Run 546 surfaced the second half of the cache-poisoning bug. /api/health
(which goes through the /api/ location, not /api/dictionary/) showed
`x-cache-status: STALE` text/html — meaning nginx had cached the WAF
HTML block page as a 200 entry, then served it via proxy_cache_use_stale
when the upstream returned 403 on a fresh fetch. The browser saw
text/html for an endpoint that should be JSON, console-gate flagged the
fail, and 5+ specs broke despite /api/dictionary/* being healthy.
Fix is the same one-liner already applied to /api/dictionary/: require
$no_cache_html (set in flights-api-cache.conf based on upstream's
Content-Type) so HTML responses are never stored. Future WAF spasms
return 403 directly to the client instead of dispensing months-old
poisoned HTML.
Run 544 failed because the /api/dictionary/* nginx cache had been
poisoned with the upstream WAF's HTML block page (HTTP 200 + text/html,
"Доступ к сайту временно ограничен"). The previous pre-warm step only
checked %{http_code}, so the WAF response looked valid and got cached
for the full 6h TTL — every subsequent SSR render then resolved city
names via that HTML, breadcrumbs showed raw IATA codes, and 7 schedule
e2e specs failed.
Three changes that together close this hole:
1. ci-deploy pre-warm: two-step warm with body validation. Step 1 is
a cache-bust query (?_=ns timestamp) that proves upstream is healthy
independent of nginx cache. Step 2 fetches the canonical URL and
validates the response is JSON (starts with [/{ and is >1KB). If
the canonical body is HTML, retry once with `Cache-Control:
no-cache` to force a fresh upstream fetch (works once the matching
nginx config below is deployed); if still HTML, fail loudly with a
manual-purge instruction so the operator can rm the cache files.

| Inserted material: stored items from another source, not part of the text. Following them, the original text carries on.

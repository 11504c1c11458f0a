// teko-core - Error types for the Teko evaluator
// Copyright (c) 2025 Tom Waddington. MIT licensed.

//! Error types for Teko evaluation.
//!
//! Besides genuine faults this enum carries the in-flight `unwind` transfer
//! (`Error::Unwound`), so every `?` between an `unwind` and its `wind` is a
//! propagation step that drops binding guards on the way out.

use std::fmt;

use teko_parser::Symbol;

use crate::value::Value;

/// Result type for Teko evaluation.
pub type Result<T> = std::result::Result<T, Error>;

/// Errors that can occur during evaluation.
#[derive(Debug, Clone)]
pub enum Error {
    /// `define` on a symbol that already has a binding
    DuplicateDefinition(Symbol),
    /// Lookup or `set!` of a symbol with no binding
    UnboundVariable(Symbol),
    /// `set!` on an immutable cell
    ImmutableBinding(Symbol),
    /// Wrong number of arguments to a function
    ArityMismatch {
        expected: AritySpec,
        got: usize,
        name: Option<String>,
    },
    /// Type error - wrong type for an operation
    TypeError {
        expected: &'static str,
        got: &'static str,
        context: Option<String>,
    },
    /// Attempted to call something that isn't callable
    NotCallable(String),
    /// Division by exact zero
    DivisionByZero,
    /// Invalid special form syntax
    InvalidSyntax { form: &'static str, message: String },
    /// A non-local transfer looking for the nearest `wind`
    Unwound(Value),
    /// `unwind` fired with no active `wind`
    UnhandledUnwind(Value),
    /// Failure of an input or output primitive
    Io(String),
    /// General evaluation error
    EvalError(String),
    /// Internal error - invariant violation
    Internal(String),
}

/// Specification for expected arity.
#[derive(Debug, Clone)]
pub enum AritySpec {
    Exact(usize),
    AtLeast(usize),
}

impl AritySpec {
    /// Check whether `n` arguments satisfy this arity.
    pub fn accepts(&self, n: usize) -> bool {
        match self {
            AritySpec::Exact(e) => n == *e,
            AritySpec::AtLeast(min) => n >= *min,
        }
    }
}

impl fmt::Display for AritySpec {
    fn fmt(&self, f: &mut fmt::Formatter<'_>) -> fmt::Result {
        match self {
            AritySpec::Exact(n) => write!(f, "{}", n),
            AritySpec::AtLeast(n) => write!(f, "at least {}", n),
        }
    }
}

impl fmt::Display for Error {
    fn fmt(&self, f: &mut fmt::Formatter<'_>) -> fmt::Result {
        match self {
            Error::DuplicateDefinition(sym) => {
                write!(f, "Symbol already defined: {}", sym)
            }
            Error::UnboundVariable(sym) => {
                write!(f, "Unbound variable: {}", sym)
            }
            Error::ImmutableBinding(sym) => {
                write!(f, "Cannot mutate immutable binding: {}", sym)
            }
            Error::ArityMismatch {
                expected,
                got,
                name,
            } => {
                if let Some(name) = name {
                    write!(
                        f,
                        "Wrong number of arguments to '{}': expected {}, got {}",
                        name, expected, got
                    )
                } else {
                    write!(
                        f,
                        "Wrong number of arguments: expected {}, got {}",
                        expected, got
                    )
                }
            }
            Error::TypeError {
                expected,
                got,
                context,
            } => {
                if let Some(ctx) = context {
                    write!(f, "{}: expected {}, got {}", ctx, expected, got)
                } else {
                    write!(f, "Type error: expected {}, got {}", expected, got)
                }
            }
            Error::NotCallable(val) => {
                write!(f, "Cannot call value: {}", val)
            }
            Error::DivisionByZero => {
                write!(f, "Division by zero")
            }
            Error::InvalidSyntax { form, message } => {
                write!(f, "Invalid '{}' syntax: {}", form, message)
            }
            Error::Unwound(val) => {
                write!(f, "unwind outside of wind: {}", val)
            }
            Error::UnhandledUnwind(val) => {
                write!(f, "Unhandled unwind: {}", val)
            }
            Error::Io(msg) => {
                write!(f, "I/O error: {}", msg)
            }
            Error::EvalError(msg) => {
                write!(f, "{}", msg)
            }
            Error::Internal(msg) => {
                write!(f, "Internal error: {}", msg)
            }
        }
    }
}

impl std::error::Error for Error {}

impl From<std::io::Error> for Error {
    fn from(e: std::io::Error) -> Self {
        Error::Io(e.to_string())
    }
}

impl Error {
    /// Create an arity error against an arbitrary spec, naming the callee.
    pub fn arity_spec(name: impl Into<String>, expected: AritySpec, got: usize) -> Self {
        Error::ArityMismatch {
            expected,
            got,
            name: Some(name.into()),
        }
    }

    /// Create a type error with context.
    pub fn type_error_in(
        context: impl Into<String>,
        expected: &'static str,
        got: &'static str,
    ) -> Self {
        Error::TypeError {
            expected,
            got,
            context: Some(context.into()),
        }
    }

    /// Create an invalid syntax error.
    pub fn syntax(form: &'static str, message: impl Into<String>) -> Self {
        Error::InvalidSyntax {
            form,
            message: message.into(),
        }
    }

    /// Whether an enclosing `wind` may intercept this error.
    ///
    /// Everything except an already-unhandled unwind and broken invariants
    /// is recoverable from inside the language.
    pub fn is_catchable(&self) -> bool {
        !matches!(self, Error::UnhandledUnwind(_) | Error::Internal(_))
    }
}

2. nginx /api/dictionary/ location: add `proxy_cache_bypass
$http_cache_control` so the CI workflow can force-refresh on demand,
and `proxy_no_cache $no_cache_html` so HTML responses are never
stored in the first place.
3. flights-api-cache.conf: add `map $upstream_http_content_type
$no_cache_html` that flips to "1" when upstream returns text/html.
Drives the `proxy_no_cache` filter above.
Note: the nginx changes only take effect after setup-pve201.sh is
re-run on pve-201. Until then, any cache poisoning still stays poisoned
until the 6h TTL expires (or manual purge).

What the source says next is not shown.